Marjorie Royle is fascinated by the recycled glass beads sold by the African women of Global Mamas. First, the women take old glass bottles and grind them down into a fine dust. They re-fire the dust inside clay ovens and mold the hot glass into beads of different shapes, sizes and colors, which are then polished until smooth. Global Mamas then sell their colorful beads to wholesalers throughout the world, which is how they ended up as one of the recycled items Royle and her congregation's Bridge of Faith group will sell at environmental festivals during Mission 4/1 Earth, the UCC's 50-day earth care initiative beginning April 1.
"It's an amazing thing – you can tell I'm into this," said Royle, member of First Congregational Church of Verona in Verona, N.J. "It demonstrates that what we throw away can be made into beautiful and useful products."

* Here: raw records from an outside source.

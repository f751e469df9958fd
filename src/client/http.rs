use crate::client::builder::HttpGatewayBuilder;
use crate::client::gateway::Gateway;
use crate::filter::{ListInferencesRequest, StoredInference};
use crate::stream::InferenceStream;
use crate::transport::{sse, HttpTransport};
use crate::types::{
    Datapoint, DatapointInsert, DynamicEvaluationRunEpisodeRequest,
    DynamicEvaluationRunEpisodeResponse, DynamicEvaluationRunRequest,
    DynamicEvaluationRunResponse, FeedbackRequest, FeedbackResponse, InferenceChunk,
    InferenceRequest, InferenceResponse, ListDatapointsRequest,
};
use crate::{Error, ErrorContext, Result};
use async_trait::async_trait;
use futures::{stream, Future, StreamExt, TryStreamExt};
use reqwest::{Method, StatusCode};
use serde::de::DeserializeOwned;
use serde::Serialize;
use serde_json::Value;
use tokio_util::sync::CancellationToken;
use uuid::Uuid;

/// [`Gateway`] over HTTP.
///
/// Cheap to clone; clones share the connection pool.
#[derive(Debug, Clone)]
pub struct HttpGateway {
    transport: HttpTransport,
    stream_buffer: usize,
}

#[derive(Serialize)]
struct BulkInsertBody<'a> {
    datapoints: &'a [DatapointInsert],
}

impl HttpGateway {
    pub fn builder() -> HttpGatewayBuilder {
        HttpGatewayBuilder::new()
    }

    pub(crate) fn new(transport: HttpTransport, stream_buffer: usize) -> Self {
        Self {
            transport,
            stream_buffer: stream_buffer.max(1),
        }
    }

    pub fn base_url(&self) -> &str {
        self.transport.base_url()
    }

    pub fn stream_buffer(&self) -> usize {
        self.stream_buffer
    }

    async fn post_json<B, T>(&self, segments: &[&str], body: &B) -> Result<T>
    where
        B: Serialize + ?Sized,
        T: DeserializeOwned,
    {
        let response = self
            .transport
            .send(Method::POST, segments, &[], Some(body), false, &[StatusCode::OK])
            .await?;
        HttpTransport::json(response).await
    }
}

/// Run `fut` unless `cancel` fires first.
async fn cancellable<T, F>(cancel: &CancellationToken, fut: F) -> Result<T>
where
    F: Future<Output = Result<T>>,
{
    tokio::select! {
        biased;
        _ = cancel.cancelled() => Err(Error::Cancelled),
        result = fut => result,
    }
}

fn decode_chunk(data: &str) -> Result<InferenceChunk> {
    let value: Value = serde_json::from_str(data)?;
    InferenceChunk::decode(value)
}

#[async_trait]
impl Gateway for HttpGateway {
    async fn inference(
        &self,
        request: &InferenceRequest,
        cancel: CancellationToken,
    ) -> Result<InferenceResponse> {
        if request.stream == Some(true) {
            return Err(Error::validation_with_context(
                "streaming requests must go through inference_stream",
                ErrorContext::new()
                    .with_field_path("stream")
                    .with_source("http_gateway"),
            ));
        }
        cancellable(&cancel, async {
            let value: Value = self.post_json(&["inference"], request).await?;
            InferenceResponse::decode(value)
        })
        .await
    }

    fn inference_stream(
        &self,
        request: &InferenceRequest,
        cancel: CancellationToken,
    ) -> InferenceStream {
        let mut request = request.clone();
        request.stream = Some(true);
        let transport = self.transport.clone();

        let open = async move {
            let response = transport
                .send(
                    Method::POST,
                    &["inference"],
                    &[],
                    Some(&request),
                    true,
                    &[StatusCode::OK],
                )
                .await?;
            tracing::debug!("inference stream connected");
            let chunks = sse::data_stream(HttpTransport::byte_stream(response))
                .map(|item| item.and_then(|data| decode_chunk(&data)));
            Ok::<_, Error>(chunks)
        };

        InferenceStream::spawn_with_capacity(
            stream::once(open).try_flatten(),
            cancel,
            self.stream_buffer,
        )
    }

    async fn feedback(
        &self,
        request: &FeedbackRequest,
        cancel: CancellationToken,
    ) -> Result<FeedbackResponse> {
        cancellable(&cancel, self.post_json(&["feedback"], request)).await
    }

    async fn dynamic_evaluation_run(
        &self,
        request: &DynamicEvaluationRunRequest,
        cancel: CancellationToken,
    ) -> Result<DynamicEvaluationRunResponse> {
        cancellable(&cancel, self.post_json(&["dynamic_evaluation_run"], request)).await
    }

    async fn dynamic_evaluation_run_episode(
        &self,
        request: &DynamicEvaluationRunEpisodeRequest,
        cancel: CancellationToken,
    ) -> Result<DynamicEvaluationRunEpisodeResponse> {
        cancellable(
            &cancel,
            self.post_json(&["dynamic_evaluation_run_episode"], request),
        )
        .await
    }

    async fn bulk_insert_datapoints(
        &self,
        dataset_name: &str,
        datapoints: &[DatapointInsert],
        cancel: CancellationToken,
    ) -> Result<Vec<Uuid>> {
        let body = BulkInsertBody { datapoints };
        let ids: Vec<Uuid> = cancellable(
            &cancel,
            self.post_json(&["datasets", dataset_name, "datapoints", "bulk"], &body),
        )
        .await?;
        tracing::debug!(dataset = dataset_name, inserted = ids.len(), "bulk inserted datapoints");
        Ok(ids)
    }

    async fn delete_datapoint(
        &self,
        dataset_name: &str,
        datapoint_id: Uuid,
        cancel: CancellationToken,
    ) -> Result<()> {
        let id = datapoint_id.to_string();
        cancellable(&cancel, async {
            self.transport
                .send::<()>(
                    Method::DELETE,
                    &["datasets", dataset_name, "datapoints", id.as_str()],
                    &[],
                    None,
                    false,
                    &[StatusCode::OK, StatusCode::NO_CONTENT],
                )
                .await?;
            Ok(())
        })
        .await
    }

    async fn list_datapoints(
        &self,
        request: &ListDatapointsRequest,
        cancel: CancellationToken,
    ) -> Result<Vec<Datapoint>> {
        let query = request.query_pairs();
        cancellable(&cancel, async {
            let response = self
                .transport
                .send::<()>(
                    Method::GET,
                    &["datasets", request.dataset_name.as_str(), "datapoints"],
                    &query,
                    None,
                    false,
                    &[StatusCode::OK],
                )
                .await?;
            HttpTransport::json(response).await
        })
        .await
    }

    async fn list_inferences(
        &self,
        request: &ListInferencesRequest,
        cancel: CancellationToken,
    ) -> Result<Vec<StoredInference>> {
        cancellable(&cancel, self.post_json(&["inferences", "list"], request)).await
    }
}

Bridge of Faith will sell its products May 17-18 at the Garden State GreenFest, a large, regional event in its sixth year. They will also have booths at Earth Day festivals in Edison and Kinnelon, N.J. The group began selling primarily African crafts, like paper beads and figures made out of aluminum cans, a few years ago, but now sells a variety of items from many different places, such as jewelry made from scrap wire in Kenya, purses made out of car seat belts from India, and coin pouches made from plastic grocery bags in Ghana. Royle said the group earns $6,000 to $8,000 per year having booths at street fairs, festivals and even General Synod, and all of the proceeds go to support various programs in Nigeria.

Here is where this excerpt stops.